Farmer Ames acted huffy because the cherries had all been gathered when he drove up to the kitchen door in the morning. So he merely delivered the crate containing the hens and young chicks, and having handed Rachel the basket of eggs for the setting hen, drove away again.
“Dear me! I wanted to ask him how big a pen to build for three pigs!” sighed Janet, when she heard he had gone.
“No ’count why he hes to tell yuh that! I rickon anyone like me, what’s borned and brought up on a farm in Norf Car’liny, kin help dat way, better’n an ole grumpy farmer in Noo York state,” announced Rachel.
“All right, Rach, I’ll be thankful of your advice,” replied Janet, gazing down at the squirming pigs.
So Natalie and Janet occupied themselves most industriously in the building of a pig-pen for the little porkers, and in mending the old hen-house and chicken run. A separate coop was found where the setting hen might brood quietly on the eggs, and the young chicks were given their freedom of the place, because Rachel said they would grow much faster if they could run about and scratch.
But this advice had dire results, as Natalie learned, too late.
By sundown the pigs were nicely housed, and the old hens and rooster found comfortable roosts in a remodelled hen-house. The young chicks clustered together in the chicken yard and were driven inside the house by the persuasive “s-sh’s” and waving hands of the concerned farmerettes.
These important matters disposed of for the day and Rachel not having announced supper, Natalie said: “Come with me to see my garden. I haven’t had a moment’s time to visit it lately.”
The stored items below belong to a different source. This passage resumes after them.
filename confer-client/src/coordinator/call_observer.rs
use crate::error::CallError;
use crate::transport::RemoteTrack;
use async_trait::async_trait;
use confer_core::{ConnectionQuality, Participant, ParticipantId};

#[derive(Debug, Clone, Copy, PartialEq, Eq)]
pub enum CallStatus {
    Connecting,
    Connected,
    Reconnecting,
    Disconnected,
    Left,
}

#[derive(Debug, Clone, PartialEq, Eq)]
pub struct ReceivedChat {
    pub from: Option<ParticipantId>,
    pub user_name: Option<String>,
    pub text: String,
}

/// Всё, что звонок сообщает интерфейсу.
///
/// Вызывается из цикла координатора, поэтому реализация не должна
/// надолго блокироваться.
#[async_trait]
pub trait CallObserver: Send + Sync {
    /// Полный снимок: локальный участник первым, затем удалённые.
    async fn on_participants_changed(&self, participants: &[Participant]);

    async fn on_media_attached(&self, participant: &ParticipantId, track: RemoteTrack);

    async fn on_media_detached(&self, _participant: &ParticipantId) {}

    async fn on_status_changed(&self, status: CallStatus, quality: ConnectionQuality);

    async fn on_chat_message(&self, _message: &ReceivedChat) {}

    async fn on_error(&self, _error: &CallError) {}
}
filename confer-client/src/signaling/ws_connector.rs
use crate::error::ConnectError;
use crate::signaling::signal_connector::{LinkFrame, SignalConnector, SignalLink};
use async_trait::async_trait;
use futures::stream::{SplitSink, SplitStream};
use futures::{SinkExt, StreamExt};
use tokio::net::TcpStream;
use tokio::sync::mpsc;
use tokio_tungstenite::tungstenite::Message;
use tokio_tungstenite::tungstenite::protocol::CloseFrame;
use tokio_tungstenite::tungstenite::protocol::frame::coding::CloseCode;
use tokio_tungstenite::{MaybeTlsStream, WebSocketStream, connect_async};
use tracing::{debug, info, warn};
use url::Url;

type WebSocket = WebSocketStream<MaybeTlsStream<TcpStream>>;

/// WebSocket-соединение с хабом. Переподключением не занимается.
#[derive(Debug, Clone, Copy, Default)]
pub struct WsConnector;

#[async_trait]
impl SignalConnector for WsConnector {
    async fn connect(&self, url: &Url) -> Result<SignalLink, ConnectError> {
        info!("Connecting to signaling hub {}", url);
        let (ws_stream, _) = connect_async(url.as_str()).await?;
        let (ws_writer, ws_reader) = ws_stream.split();

        let (outbound, outbound_rx) = mpsc::unbounded_channel();
        let (inbound_tx, inbound) = mpsc::unbounded_channel();

        tokio::spawn(write_task(outbound_rx, ws_writer));
        tokio::spawn(read_task(ws_reader, inbound_tx));

        Ok(SignalLink { outbound, inbound })
    }
}

async fn write_task(
    mut outbound_rx: mpsc::UnboundedReceiver<LinkFrame>,
    mut ws_writer: SplitSink<WebSocket, Message>,
) {
    while let Some(frame) = outbound_rx.recv().await {
        match frame {
            LinkFrame::Text(text) => {
                if let Err(e) = ws_writer.send(Message::Text(text.into())).await {
                    warn!("Failed to write signaling frame: {}", e);
                    break;
                }
            }
            LinkFrame::Close => {
                let close = CloseFrame {
                    code: CloseCode::Normal,
                    reason: "leave".into(),
                };
                let _ = ws_writer.send(Message::Close(Some(close))).await;
                break;
            }
        }
    }

    let _ = ws_writer.close().await;
}

async fn read_task(
    mut ws_reader: SplitStream<WebSocket>,
    inbound_tx: mpsc::UnboundedSender<String>,
) {
    while let Some(msg) = ws_reader.next().await {
        match msg {
            Ok(Message::Text(text)) => {
                if inbound_tx.send(text.as_str().to_owned()).is_err() {
                    break;
                }
            }
            Ok(Message::Close(close)) => {
                debug!("Hub closed the connection: {:?}", close);
                break;
            }
            Ok(_) => {}
            Err(e) => {
                warn!("Signaling socket error: {}", e);
                break;
            }
        }
    }
}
“I suppose the lettuce is large enough to pull, now,” laughed Janet teasingly.
“No, but I shouldn’t be surprised if the radishes that were transplanted from Ames’s garden were big enough to use.”
The two girls went arm-in-arm down the pathway and when they reached the old box hedge that divided the vegetable beds from the back lawns, they stood for a moment listening to the echo of merry laughter coming from the woodland down by the river.
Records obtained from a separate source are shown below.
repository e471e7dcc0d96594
use anyhow::{Context, Result};
use async_trait::async_trait;
use clap::{Parser, Subcommand};
use colored::*;
use confer::client::{
    CallConfig, CallDeps, CallError, CallHandle, CallObserver, CallStatus, ReceivedChat,
    RemoteTrack, SampleMediaSource, TransportConfig, WebRtcTransportFactory, WsConnector,
};
use confer::model::ConnectionQuality;
use confer::server::{DEFAULT_MAX_PARTICIPANTS, HubConfig, serve};
use confer::{Participant, ParticipantId};
use std::sync::Arc;
use tokio::io::{AsyncBufReadExt, BufReader};
use tokio::net::TcpListener;
use tracing_subscriber::EnvFilter;

#[derive(Parser)]
#[command(name = "confer")]
#[command(about = "Call session coordination: signaling hub and headless participant")]
struct Cli {
    #[command(subcommand)]
    command: Commands,
}

#[derive(Subcommand)]
enum Commands {
    /// Run the signaling hub.
    Serve {
        #[arg(long, env = "CONFER_ADDR", default_value = "0.0.0.0:8000")]
        addr: String,

        #[arg(long, env = "CONFER_ENDPOINT", default_value = "video/ws")]
        endpoint: String,

        #[arg(long, env = "CONFER_MAX_PARTICIPANTS", default_value_t = DEFAULT_MAX_PARTICIPANTS)]
        max_participants: usize,
    },

    /// Join a room as a headless participant.
    Join {
        #[arg(long, env = "CONFER_SERVER", default_value = "ws://127.0.0.1:8000")]
        server: String,

        #[arg(short, long)]
        room: String,

        #[arg(short, long)]
        name: Option<String>,

        #[arg(long, env = "CONFER_USER_ID")]
        user_id: Option<String>,
    },
}

#[tokio::main]
async fn main() -> Result<()> {
    let filter = EnvFilter::try_from_default_env().unwrap_or_else(|_| EnvFilter::new("info"));
    tracing_subscriber::fmt().with_env_filter(filter).init();

    match Cli::parse().command {
        Commands::Serve {
            addr,
            endpoint,
            max_participants,
        } => {
            let config = HubConfig::default()
                .with_endpoint(endpoint)
                .with_max_participants(max_participants);
            let listener = TcpListener::bind(&addr)
                .await
                .with_context(|| format!("Failed to bind {}", addr))?;

            println!(
                "{} ws://{}{}",
                "📡 Signaling hub on".green().bold(),
                listener.local_addr()?,
                config.route()
            );
            serve(listener, config).await.context("Hub stopped")?;
        }

        Commands::Join {
            server,
            room,
            name,
            user_id,
        } => {
            let name = match name {
                Some(name) => name,
                None => dialoguer::Input::<String>::new()
                    .with_prompt("Display name")
                    .interact_text()?,
            };
            join(server, room, name, user_id).await?;
        }
    }

    Ok(())
}

async fn join(server: String, room: String, name: String, user_id: Option<String>) -> Result<()> {
    let mut config = CallConfig::new(server);
    if let Some(user_id) = user_id {
        config = config.with_user_id(user_id);
    }

    let call = CallHandle::new(
        config,
        CallDeps {
            media: Arc::new(SampleMediaSource::new()),
            transports: Arc::new(WebRtcTransportFactory::new(TransportConfig::from_env())),
            connector: Arc::new(WsConnector),
            observer: Arc::new(ConsoleObserver),
        },
    );

    call.join_call(&room, &name)
        .await
        .with_context(|| format!("Failed to join room {}", room))?;

    println!(
        "{} {} as {} ({})",
        "✅ Joined".green().bold(),
        room.bold(),
        name,
        call.local_id()
    );
    println!(
        "{}",
        "Type to chat; /mute, /video, /screen, /who, /quit. Ctrl-C leaves.".dimmed()
    );

    let mut lines = BufReader::new(tokio::io::stdin()).lines();
    loop {
        tokio::select! {
            _ = tokio::signal::ctrl_c() => break,
            line = lines.next_line() => {
                let Some(line) = line? else { break };
                if !run_command(&call, line.trim()).await {
                    break;
                }
            }
        }
    }

    call.leave_call().await;
    println!("{}", "👋 Left the call".cyan());
    Ok(())
}

/// `false` завершает сеанс.
async fn run_command(call: &CallHandle, line: &str) -> bool {
    let outcome = match line {
        "" => return true,
        "/quit" => return false,
        "/mute" => call
            .toggle_mute()
            .await
            .map(|muted| format!("microphone {}", if muted { "muted" } else { "on" })),
        "/video" => call
            .toggle_video()
            .await
            .map(|on| format!("camera {}", if on { "on" } else { "off" })),
        "/screen" => call
            .toggle_screen_share()
            .await
            .map(|on| format!("screen share {}", if on { "started" } else { "stopped" })),
        "/who" => call.participants().await.map(|list| {
            list.iter()
                .map(describe)
                .collect::<Vec<_>>()
                .join("\n")
        }),
        text => call.send_chat(text).map(|_| String::new()),
    };

    match outcome {
        Ok(message) if message.is_empty() => {}
        Ok(message) => println!("{}", message.cyan()),
        Err(CallError::NotJoined | CallError::CoordinatorGone) => {
            println!("{}", "Call is over".red());
            return false;
        }
        Err(e) => println!("{} {}", "⚠".yellow(), e),
    }
    true
}

fn describe(p: &Participant) -> String {
    format!(
        "  {}{} [{}] {:?}/{:?}{}{}",
        p.display_name,
        if p.is_local { " (you)" } else { "" },
        p.id,
        p.connection_state,
        p.quality,
        if p.media.muted { " muted" } else { "" },
        if p.media.screen_sharing { " sharing" } else { "" },
    )
}

struct ConsoleObserver;

#[async_trait]
impl CallObserver for ConsoleObserver {
    async fn on_participants_changed(&self, participants: &[Participant]) {
        let remotes = participants.iter().filter(|p| !p.is_local).count();
        println!("{} {} remote participant(s)", "👥".blue(), remotes);
    }

    async fn on_media_attached(&self, participant: &ParticipantId, track: RemoteTrack) {
        println!(
            "{} {:?} track {} from {}",
            "🎥".green(),
            track.kind,
            track.id,
            participant
        );
    }

    async fn on_media_detached(&self, participant: &ParticipantId) {
        println!("{} media from {} removed", "🎥".dimmed(), participant);
    }

    async fn on_status_changed(&self, status: CallStatus, quality: ConnectionQuality) {
        let line = format!("status {:?}, quality {:?}", status, quality);
        match status {
            CallStatus::Connected => println!("{}", line.green()),
            CallStatus::Connecting | CallStatus::Reconnecting => println!("{}", line.yellow()),
            CallStatus::Disconnected | CallStatus::Left => println!("{}", line.red()),
        }
    }

    async fn on_chat_message(&self, message: &ReceivedChat) {
        let from = message
            .user_name
            .clone()
            .or_else(|| message.from.as_ref().map(ToString::to_string))
            .unwrap_or_else(|| "?".to_owned());
        println!("{} {}", format!("[{}]", from).bold(), message.text);
    }

    async fn on_error(&self, error: &CallError) {
        eprintln!("{} {}", "❌".red(), error);
    }
}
Then Natalie came to the first garden bed.
“Oh, oh! Look,—Janet! What has happened to my beans?” cried she shrilly, as she stood gazing in horror at what she saw.
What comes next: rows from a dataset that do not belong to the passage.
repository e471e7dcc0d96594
mod room;
mod room_command;
mod room_manager;

pub use room::*;
pub use room_command::*;
pub use room_manager::*;
use confer_client::{PeerRetryPolicy, SessionInput, SessionState};
use confer_core::{SdpKind, Signal, SignalType};

use crate::integration::{init_tracing, spawn_session};
use crate::utils::{MockTransportFactory, TransportOp};

#[tokio::test]
async fn test_outbound_offer_then_answer_connects() {
    init_tracing();

    let mut session = spawn_session(
        "alice",
        "bob",
        MockTransportFactory::new(),
        PeerRetryPolicy::default(),
    );

    session.handle.send(SessionInput::StartOffer);
    let states = session.states_until(SessionState::AwaitingAnswer).await;
    assert_eq!(states, vec![SessionState::Offering, SessionState::AwaitingAnswer]);

    let signals = session.signaling.signals_to(&session.remote).await;
    assert_eq!(signals.len(), 1);
    assert_eq!(signals[0].signal_type(), SignalType::Offer);

    session.handle.send(SessionInput::Signal(Signal::Answer {
        sdp: "answer-from-bob".to_string(),
    }));
    let states = session.states_until(SessionState::Connected).await;
    assert_eq!(states, vec![SessionState::Connected]);

    let transport = session
        .transports
        .latest_for(&session.remote)
        .await
        .expect("transport created");
    let ops = transport.ops().await;
    assert_eq!(
        ops,
        vec![
            TransportOp::AddTrack("microphone".to_string()),
            TransportOp::AddTrack("camera".to_string()),
            TransportOp::CreateOffer,
            TransportOp::SetLocal(SdpKind::Offer),
            TransportOp::SetRemote(SdpKind::Answer, "answer-from-bob".to_string()),
        ]
    );

    session.handle.close().await;
    assert!(transport.is_closed().await);
}

#[tokio::test]
async fn test_stale_answer_is_ignored() {
    init_tracing();

    let mut session = spawn_session(
        "alice",
        "bob",
        MockTransportFactory::new(),
        PeerRetryPolicy::default(),
    );

    session.handle.send(SessionInput::StartOffer);
    session.states_until(SessionState::AwaitingAnswer).await;
    session.handle.send(SessionInput::Signal(Signal::Answer {
        sdp: "first".to_string(),
    }));
    session.states_until(SessionState::Connected).await;

    session.handle.send(SessionInput::Signal(Signal::Answer {
        sdp: "late duplicate".to_string(),
    }));
    session.handle.send(SessionInput::Close);
    session.closed().await;

    let transports = session.transports.transports_for(&session.remote).await;
    assert_eq!(transports.len(), 1, "no renegotiation for a stale answer");

    let remote_descriptions = transports[0]
        .ops()
        .await
        .into_iter()
        .filter(|op| matches!(op, TransportOp::SetRemote(..)))
        .count();
    assert_eq!(remote_descriptions, 1);
}

#[tokio::test]
async fn test_inbound_offer_is_answered() {
    init_tracing();

    let mut session = spawn_session(
        "alice",
        "bob",
        MockTransportFactory::new(),
        PeerRetryPolicy::default(),
    );

    session.handle.send(SessionInput::Signal(Signal::Offer {
        sdp: "offer-from-bob".to_string(),
    }));
    let states = session.states_until(SessionState::Connected).await;
    assert_eq!(states, vec![SessionState::AnsweringOffer, SessionState::Connected]);

    let signals = session.signaling.signals_to(&session.remote).await;
    let kinds: Vec<SignalType> = signals.iter().map(|s| s.signal_type()).collect();
    assert_eq!(kinds, vec![SignalType::Answer]);

    session.handle.close().await;
}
Janet gazed, too. The tiny green things that had looked so fresh and pert a few days before were out of the ground in many places, and the soil was unevenly scattered in small heaps. From this havoc, Natalie quickly looked over at the lettuce bed.
“Oh, oh! How dreadful! Look at that garden bed! Why, all the lettuce is cropped off close to the ground. What could have done it, Janet?” her eyes filled with tears and her voice threatened an imminent howl.
“Goodness me, Nat! I don’t know what has happened!” said Janet, deeply concerned for her friend.
The two then hastily visited the other beds, and found the radishes and potato plants undisturbed, but the corn was dug up in spots and the remaining blades half-eaten.
Without a thought for the tender green still remaining, Natalie suddenly collapsed upon the corn hills and gave vent to a heart-breaking cry. Once the flood-gates were down, she wept and wailed and would not be comforted. Finally Janet ran to the house and summoned relief.
Mrs. James and Rachel hurried after her to soothe the crying damsel in the corn field; but Rachel understood what had taken place in that garden, even as she raced past the half-destroyed vegetable beds.
She knelt down beside Natalie and tried to pacify her by endearing terms, but the amateur farmer was too sorry for herself to pay any attention to Rachel. All she could gasp forth was: “If I ever find out who did this, I’ll kill them!”
Rachel sent Mrs. James a knowing look, and nodded toward the barnyard. Thus the lady gathered that the hens and chicks had feasted on the tender greens and had dug up the soft rich soil in seeking for earthworms when they had been turned loose that day.
Darkness slowly crept up from the river banks and the four finally turned to go in to supper. As they reached the box hedge, Rachel remembered the boiling potatoes that were almost cooked when she was summoned hastily by Janet.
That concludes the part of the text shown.